Stress: all of the garbage in our mind that keeps us from really living:
- feeling inferior
- comparing ourselves
I'm expecting out of town company today. There's no way I can let my company see my piles of papers, undone projects lying around, the messy basement, the overgrown garden. I don't want to be judged based on the state of my house. What if my company realizes I'm not perfect, I can't keep this up all the time?
Stress: using and believing in phrases that literally create anxiety in our bodies, like:
- "I should have, I could have..."
- "I always" or "I never"
- "I can't be happy until..."
- "Everyone expects me to ..."
- "Why can't I just get it right?"
In a stress management course I took years ago I learned that every single thought we produce creates certain chemicals in our body. When we have negative thoughts, whether being cynical about life, hard on ourselves, setting impossible expectations, or being irrationally judgmental of others, every cell in our body is creating chemicals based on those negative thoughts. And guess what? Can you wonder why we have a society of IBS, anxiety, headaches, depression, sick stomaches, tense shoulders, rapid breathing, anger, irritability?
Stress: expecting to control many things that we will never be able to control.
If we were to make a chart of the things we actually have control over and the things we don't have control over, it would look something like this:
- other people's actions
- our genetics
- our background
- our past
- world affairs
- sickness and disease
- the list goes on and on...
- Our actions
- Our attitude
I've learned a lot about stress over the years through college, jobs, marriage, children, personal goals, failures, and so forth. One thing that is for certain, stress is the garbage that holds me back. Once I'm in the rut, it takes time to get out.
How I try to avoid stress:
- Force my mind (which takes a lot of training) to only allow truthful, healing thoughts. That means I have to treat myself with a lot of care.
- When I begin to allow a negative thought, I disregard it as false or at least, hurtful, and make myself replace it quickly with something I know to be try or reasonable.
- Be prepared. Be prepared. Be prepared. There is less running around, less grumpy Mommy, less forgetfulness, less frustration and chaos. This goes for getting out the door with diapers and wipes (which I've had to head back home for many times), or giving myself a reasonable amount of time to do something.
- Get up early.

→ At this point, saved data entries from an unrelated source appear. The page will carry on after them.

use std::sync::Arc;

use sqlx::PgPool;

use crate::core::{config::Settings, redis::RedisHandle};
use crate::services::session_store::SessionStore;

#[derive(Clone)]
pub(crate) struct AppState {
    inner: Arc<InnerState>,
}

struct InnerState {
    settings: Settings,
    db: PgPool,
    sessions: SessionStore,
}

impl AppState {
    pub(crate) fn new(settings: Settings, db: PgPool, redis: RedisHandle) -> Self {
        let sessions = SessionStore::new(redis);
        Self { inner: Arc::new(InnerState { settings, db, sessions }) }
    }

    pub(crate) fn settings(&self) -> &Settings {
        &self.inner.settings
    }

    pub(crate) fn db(&self) -> &PgPool {
        &self.inner.db
    }

    pub(crate) fn sessions(&self) -> &SessionStore {
        &self.inner.sessions
    }
}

There is something beautiful about that quiet, untouched morning that prepared me emotionally for the day ahead. I am definitely a nicer, more calm mother when I've had some me time to look at the day's schedule uninterrupted and do something for me.
- Get outside and run. Or do anything physical, especially outdoors. Exercise and being in the sun actually helps replenish the serotonin in your brain, which acts like a natural anti-depressant.

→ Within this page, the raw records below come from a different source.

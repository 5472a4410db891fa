#[tokio::main]
async fn main() -> anyhow::Result<()> {
    if let Err(e) = cactus_quiz::run().await {
        eprintln!("cactus-quiz fatal: {e:#}");
        std::process::exit(1);
    }
    Ok(())
}
use serde::Serialize;

pub(crate) mod quiz;

#[derive(Debug, Serialize)]
pub(crate) struct HealthResponse {
    pub(crate) status: String,
    pub(crate) timestamp: String,
}

#[derive(Debug, Serialize)]
pub(crate) struct RootResponse {
    pub(crate) message: String,
    pub(crate) version: String,
    pub(crate) quiz_title: String,
}
//! Onboarding engine: declarative step flows, a navigator that walks them,
//! and the calculators and persistence the flows feed.
//!
//! A [`Flow`] is a validated graph of steps built once at startup. Each
//! session owns a [`Navigator`] that validates responses, merges answers,
//! resolves the next step and saves progress at checkpoints. Saving never
//! blocks navigation; the outcome is reported alongside the new view.

pub mod calculators;
pub mod flow;
pub mod flows;
pub mod identity;
pub mod navigator;
pub mod persistence;
pub mod response;
pub mod routes;
pub mod sessions;
pub mod state;
pub mod validation;

pub use flow::{Flow, FlowBuilder, Locale, LocalizedText, StepDefinition};
pub use identity::{FixedIdentity, Identity};
pub use navigator::{
    AdvanceOutcome, CalculatorSettings, Clock, Completion, FixedClock, Navigator, NavigatorDeps,
    SessionView, SystemClock,
};
pub use persistence::{LibSqlProgressStore, MemoryProgressStore, ProgressStore, SaveOutcome};
pub use response::{Answers, Response};
pub use routes::{OnboardingRouteState, onboarding_routes};
pub use sessions::SessionRegistry;
pub use state::{OnboardingState, SessionPhase};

- Say this phrase a lot: "Let go." There are so many things I hold onto that I allow to stress me out. But when I can, once again, I work to control my mind and think healing, positive phrases like, "Let go". It is as though I can see the face of stress and the radiant face of freedom. I try to choose the freedom.
- Take deep cleansing breaths.
- Use lavender oil on my neck or simply inhale it. Lavender is an adaptogen, and therefore can assist the body when adapting to stress or imbalances.
Let's talk: How does stress invade your life? How do you avoid stress and see yourself and the world rationally?